I am pro-life because I see the unborn as human persons who deserve equal protection under the law. The law, and the moral values for many, says that murder is wrong. Therefore, it should be wrong to murder the unborn. It should not be acceptable just because unborn children are in the womb, or because having children would be “inconvenient” for someone. I have compassion for those women facing unplanned pregnancies and believe that the best way to support them is to show them that they can have their babies and either become parents or put their babies up for adoption and still live life feeling empowered because they gave life. They don’t have to turn to the desperate, often regretted decision of aborting their children.
If the harmful truth of abortion is really seen, it turns out that to be pro-life is to actually be pro-women. But the pro-choice movement wants people to think that the “anti-choice” and “anti-women” movement wants to take away the rights of women. They certainly don’t consider the rights and choices of the unborn. It’s actually silly to think that the pro-life movement is concerned just with “making rules ABOUT vaginas” for the sake of controlling women. Women are the ones who carry and give birth to their children. That’s why the vagina, as the birth canal, is involved. A vagina is one of many body parts, but it is one with many wonderful, life-giving features. A woman’s vagina should be celebrated because it gives life, rather than as merely a symbol for sexuality.
Also, it is truly bothersome to hear that men cannot “make rules” simply because of the body part which they have (or don’t have). A man cannot carry a child or give birth. It’s not the man’s fault, but rather simple biology. While women carry their children to term and give birth, they cannot create children all on their own. A man contributes 50% of his DNA to create that child. A man can be pro-life for the same reasons which I listed above – because he wants to protect and save the unborn. Such reasons certainly do not make him anti-women and controlling. Yet the pro-choice movement still feels the need to silence the opinions of men who are pro-life. Naturally, it has no problems with men who are pro-choice. If this article were anonymous, I doubt one would be able to figure out if I was a man or a woman. Regardless of my sex, my reasons are still valid.
Since I am a woman, though, by the standards of such a graphic, I should be able to “make rules ABOUT vaginas” since I have one, right? I wonder what such abortion advocates behind the graphic would say to me. My guess is that they would call me, a woman, anti-women.
While a mother’s womb should be the safest place, it has unfortunately become a dangerous place for the unborn. In January of 2012, the number of unborn children who were aborted since Roe v. Wade made abortion legal in all 50 states was almost at 55 million. That number has gone up, with over 3,300 abortions a day.
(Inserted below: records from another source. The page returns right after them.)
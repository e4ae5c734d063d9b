//! Seeded randomness for spawn positions
//!
//! Each game instance owns its own generator; nothing here is global.

use rand::{Rng, SeedableRng};
use rand_pcg::Pcg32;

use crate::consts::MAX_SAMPLE_RETRIES;

/// Generator used by every simulation
pub type SimRng = Pcg32;

/// Create a generator from a run seed
pub fn seeded(seed: u64) -> SimRng {
    Pcg32::seed_from_u64(seed)
}

/// Draw an integer in `[0, max]` that is an exact multiple of `step`.
///
/// Rejection sampling with a retry cap. If every draw is rejected the last
/// draw is snapped down to the grid, which still satisfies the alignment.
pub fn random_aligned<R: Rng>(rng: &mut R, max: i32, step: i32) -> i32 {
    assert!(step > 0, "alignment step must be positive");
    assert!(max >= 0, "sample range must be non-empty");

    let mut value = 0;
    for _ in 0..MAX_SAMPLE_RETRIES {
        value = rng.random_range(0..=max);
        if value % step == 0 {
            return value;
        }
    }

    log::warn!(
        "No aligned sample after {} retries (max={}, step={}), snapping {}",
        MAX_SAMPLE_RETRIES,
        max,
        step,
        value
    );
    value - value % step
}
I believe in rights, but I do not believe in the right to kill an unborn child, a being who is so defenseless and vulnerable, but full of such potential at the same time. Women who do have abortions also often suffer as well. Is that the kind of “right” women really want to have? Once the abortion has been performed, the unborn child is dead, and the woman is left to consider what she has done. If anything, I see pro-lifers and the pro-life movement as ensuring rights, not taking them away.